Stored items
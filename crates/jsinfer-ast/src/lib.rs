//! AST node model consumed by the inference engine.
//!
//! Parsing and symbol-table construction happen outside this workspace; the
//! engine receives nodes whose identifiers already carry their resolved
//! [`SymbolId`]s. Nodes expose a discriminant (the node kind) and
//! shape-specific children, which is all the refinement rules dispatch on.
//!
//! Function nodes are reference-counted so a `FunctionType` in the solver can
//! keep a backlink to its declaration without tying the type graph to the
//! lifetime of one AST traversal.

pub mod node;
pub mod ops;

pub use node::{FunctionBody, FunctionNode, Node, ObjectProperty};
pub use ops::{AssignmentOperator, BinaryOperator, LogicalOperator, UnaryOperator, UpdateOperator};
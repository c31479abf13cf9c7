//! Operator expressions and the binary operator table.
//!
//! The operand constraints per operator:
//!
//! ```text
//! + - * / % << >> >>> | ^ &  : (Maybe<number>, Maybe<number>) -> number
//! < <= > >=                  : (Maybe<number>, Maybe<number>) -> boolean
//! == != in instanceof        : (any, any)                     -> boolean
//! === !==                    : (T, T)                         -> boolean
//! ```
//!
//! `+` on strings is not supported.

use crate::context::InferenceContext;
use crate::error::InferenceError;
use crate::infer::RefinementRule;
use jsinfer_ast::{BinaryOperator, Node, UnaryOperator};
use jsinfer_solver::Type;

/// Apply the operator table to already-inferred operand types.
pub(crate) fn refine_operator(
    operator: BinaryOperator,
    left: &Type,
    right: &Type,
    ctx: &mut InferenceContext<'_, '_>,
) -> Result<Type, InferenceError> {
    use BinaryOperator::*;
    match operator {
        Add | Subtract | Multiply | Divide | Remainder | ShiftLeft | ShiftRight
        | ShiftRightUnsigned | BitwiseOr | BitwiseXor | BitwiseAnd => {
            constrain_numeric(left, right, ctx)?;
            Ok(Type::Number)
        }
        LessThan | LessThanOrEqual | GreaterThan | GreaterThanOrEqual => {
            constrain_numeric(left, right, ctx)?;
            Ok(Type::Boolean)
        }
        Equal | NotEqual | In | Instanceof => Ok(Type::Boolean),
        StrictEqual | StrictNotEqual => {
            ctx.unify(left, right)?;
            Ok(Type::Boolean)
        }
    }
}

fn constrain_numeric(
    left: &Type,
    right: &Type,
    ctx: &mut InferenceContext<'_, '_>,
) -> Result<(), InferenceError> {
    let operand = Type::maybe(Type::Number);
    ctx.unify(left, &operand)?;
    ctx.unify(&operand, right)?;
    Ok(())
}

/// Binary expressions like `5 + 2`.
#[derive(Debug)]
pub struct BinaryExpressionRule;

impl RefinementRule for BinaryExpressionRule {
    fn name(&self) -> &'static str {
        "binary-expression"
    }

    fn can_refine(&self, node: &Node) -> bool {
        matches!(node, Node::BinaryExpression { .. })
    }

    fn refine(
        &self,
        node: &Node,
        ctx: &mut InferenceContext<'_, '_>,
    ) -> Result<Type, InferenceError> {
        let Node::BinaryExpression { operator, left, right } = node else {
            unreachable!("guarded by can_refine");
        };
        // Fresh copies: using a variable in an expression must not narrow
        // the variable itself. If x was null before `x + 1`, it still is.
        let left_type = ctx.infer(left)?.fresh();
        let right_type = ctx.infer(right)?.fresh();
        refine_operator(*operator, &left_type, &right_type, ctx)
    }
}

/// `&&` and `||` yield boolean; the operands are inferred for their effects.
#[derive(Debug)]
pub struct LogicalExpressionRule;

impl RefinementRule for LogicalExpressionRule {
    fn name(&self) -> &'static str {
        "logical-expression"
    }

    fn can_refine(&self, node: &Node) -> bool {
        matches!(node, Node::LogicalExpression { .. })
    }

    fn refine(
        &self,
        node: &Node,
        ctx: &mut InferenceContext<'_, '_>,
    ) -> Result<Type, InferenceError> {
        let Node::LogicalExpression { left, right, .. } = node else {
            unreachable!("guarded by can_refine");
        };
        ctx.infer(left)?;
        ctx.infer(right)?;
        Ok(Type::Boolean)
    }
}

#[derive(Debug)]
pub struct UnaryExpressionRule;

impl RefinementRule for UnaryExpressionRule {
    fn name(&self) -> &'static str {
        "unary-expression"
    }

    fn can_refine(&self, node: &Node) -> bool {
        matches!(node, Node::UnaryExpression { .. })
    }

    fn refine(
        &self,
        node: &Node,
        ctx: &mut InferenceContext<'_, '_>,
    ) -> Result<Type, InferenceError> {
        let Node::UnaryExpression { operator, argument } = node else {
            unreachable!("guarded by can_refine");
        };
        let argument_type = ctx.infer(argument)?;
        match operator {
            UnaryOperator::Void => Ok(Type::Void),
            UnaryOperator::Plus | UnaryOperator::Minus | UnaryOperator::BitwiseNot => {
                ctx.unify(&argument_type, &Type::Number)?;
                Ok(Type::Number)
            }
            UnaryOperator::Not => Ok(Type::Boolean),
            UnaryOperator::Typeof => Ok(Type::String),
            UnaryOperator::Delete => {
                Err(InferenceError::UnsupportedOperator { operator: operator.to_string() })
            }
        }
    }
}

/// `++` and `--` require a number-compatible operand and yield number.
#[derive(Debug)]
pub struct UpdateExpressionRule;

impl RefinementRule for UpdateExpressionRule {
    fn name(&self) -> &'static str {
        "update-expression"
    }

    fn can_refine(&self, node: &Node) -> bool {
        matches!(node, Node::UpdateExpression { .. })
    }

    fn refine(
        &self,
        node: &Node,
        ctx: &mut InferenceContext<'_, '_>,
    ) -> Result<Type, InferenceError> {
        let Node::UpdateExpression { argument, .. } = node else {
            unreachable!("guarded by can_refine");
        };
        let argument_type = ctx.infer(argument)?;
        ctx.unify(&Type::maybe(Type::Number), &argument_type)?;
        Ok(Type::Number)
    }
}

/// `test ? consequent : alternate` unifies the two result types.
#[derive(Debug)]
pub struct ConditionalExpressionRule;

impl RefinementRule for ConditionalExpressionRule {
    fn name(&self) -> &'static str {
        "conditional-expression"
    }

    fn can_refine(&self, node: &Node) -> bool {
        matches!(node, Node::ConditionalExpression { .. })
    }

    fn refine(
        &self,
        node: &Node,
        ctx: &mut InferenceContext<'_, '_>,
    ) -> Result<Type, InferenceError> {
        let Node::ConditionalExpression { test, consequent, alternate } = node else {
            unreachable!("guarded by can_refine");
        };
        ctx.infer(test)?;
        let consequent_type = ctx.infer(consequent)?;
        let alternate_type = ctx.infer(alternate)?;
        ctx.unify(&consequent_type, &alternate_type)
    }
}

/// A comma sequence has the type of its last expression.
#[derive(Debug)]
pub struct SequenceExpressionRule;

impl RefinementRule for SequenceExpressionRule {
    fn name(&self) -> &'static str {
        "sequence-expression"
    }

    fn can_refine(&self, node: &Node) -> bool {
        matches!(node, Node::SequenceExpression { .. })
    }

    fn refine(
        &self,
        node: &Node,
        ctx: &mut InferenceContext<'_, '_>,
    ) -> Result<Type, InferenceError> {
        let Node::SequenceExpression { expressions } = node else {
            unreachable!("guarded by can_refine");
        };
        let mut ty = Type::Void;
        for expression in expressions {
            ty = ctx.infer(expression)?;
        }
        Ok(ty)
    }
}

#[cfg(test)]
mod tests {
    use super::*;
    use crate::infer::TypeInference;
    use jsinfer_ast::{LogicalOperator, UpdateOperator};
    use jsinfer_binder::{SymbolFlags, SymbolTable};
    use jsinfer_common::intern;
    use pretty_assertions::assert_eq;

    #[test]
    fn logical_yields_boolean_and_applies_operand_effects() {
        let mut table = SymbolTable::new();
        let x = table.declare(intern("x"), SymbolFlags::BLOCK_SCOPED_VARIABLE);
        let engine = TypeInference::new();
        let mut ctx = engine.context(&mut table);
        ctx.set_type(x, Type::Null);

        let node = Node::LogicalExpression {
            operator: LogicalOperator::And,
            left: Box::new(Node::assign(Node::ident("x", x), Node::number(5.0))),
            right: Box::new(Node::boolean(true)),
        };
        assert_eq!(ctx.infer(&node).unwrap(), Type::Boolean);
        // the embedded assignment still hit the environment
        assert_eq!(ctx.get_type(x), Some(Type::maybe(Type::Number)));
    }

    #[test]
    fn an_empty_sequence_is_void() {
        let mut table = SymbolTable::new();
        let engine = TypeInference::new();
        let mut ctx = engine.context(&mut table);

        let node = Node::SequenceExpression { expressions: vec![] };
        assert_eq!(ctx.infer(&node).unwrap(), Type::Void);
    }

    #[test]
    fn a_sequence_has_the_type_of_its_last_expression() {
        let mut table = SymbolTable::new();
        let engine = TypeInference::new();
        let mut ctx = engine.context(&mut table);

        let node = Node::SequenceExpression {
            expressions: vec![Node::number(1.0), Node::string("a")],
        };
        assert_eq!(ctx.infer(&node).unwrap(), Type::String);
    }

    #[test]
    fn a_conditional_unifies_its_branches() {
        let mut table = SymbolTable::new();
        let engine = TypeInference::new();
        let mut ctx = engine.context(&mut table);

        let node = Node::ConditionalExpression {
            test: Box::new(Node::boolean(true)),
            consequent: Box::new(Node::NullLiteral),
            alternate: Box::new(Node::number(1.0)),
        };
        assert_eq!(ctx.infer(&node).unwrap(), Type::maybe(Type::Number));
    }

    #[test]
    fn unary_operators_follow_the_table() {
        let mut table = SymbolTable::new();
        let engine = TypeInference::new();
        let mut ctx = engine.context(&mut table);

        let unary = |operator, argument: Node| Node::UnaryExpression {
            operator,
            argument: Box::new(argument),
        };
        assert_eq!(
            ctx.infer(&unary(UnaryOperator::Minus, Node::number(1.0))).unwrap(),
            Type::Number
        );
        assert_eq!(
            ctx.infer(&unary(UnaryOperator::Not, Node::boolean(false))).unwrap(),
            Type::Boolean
        );
        assert_eq!(
            ctx.infer(&unary(UnaryOperator::Typeof, Node::number(1.0))).unwrap(),
            Type::String
        );
        assert_eq!(
            ctx.infer(&unary(UnaryOperator::Void, Node::number(1.0))).unwrap(),
            Type::Void
        );
        assert!(matches!(
            ctx.infer(&unary(UnaryOperator::Delete, Node::number(1.0))).unwrap_err(),
            InferenceError::UnsupportedOperator { .. }
        ));
    }

    #[test]
    fn update_requires_a_numeric_operand() {
        let mut table = SymbolTable::new();
        let x = table.declare(intern("x"), SymbolFlags::BLOCK_SCOPED_VARIABLE);
        let s = table.declare(intern("s"), SymbolFlags::BLOCK_SCOPED_VARIABLE);
        let engine = TypeInference::new();
        let mut ctx = engine.context(&mut table);
        ctx.set_type(x, Type::Number);
        ctx.set_type(s, Type::String);

        let increment = Node::UpdateExpression {
            operator: UpdateOperator::Increment,
            argument: Box::new(Node::ident("x", x)),
        };
        assert_eq!(ctx.infer(&increment).unwrap(), Type::Number);

        let bad = Node::UpdateExpression {
            operator: UpdateOperator::Decrement,
            argument: Box::new(Node::ident("s", s)),
        };
        assert!(matches!(ctx.infer(&bad).unwrap_err(), InferenceError::Unification(_)));
    }
}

Action item: Using the records above, report the count of lines holding "their" and nothing else.

Task output: 2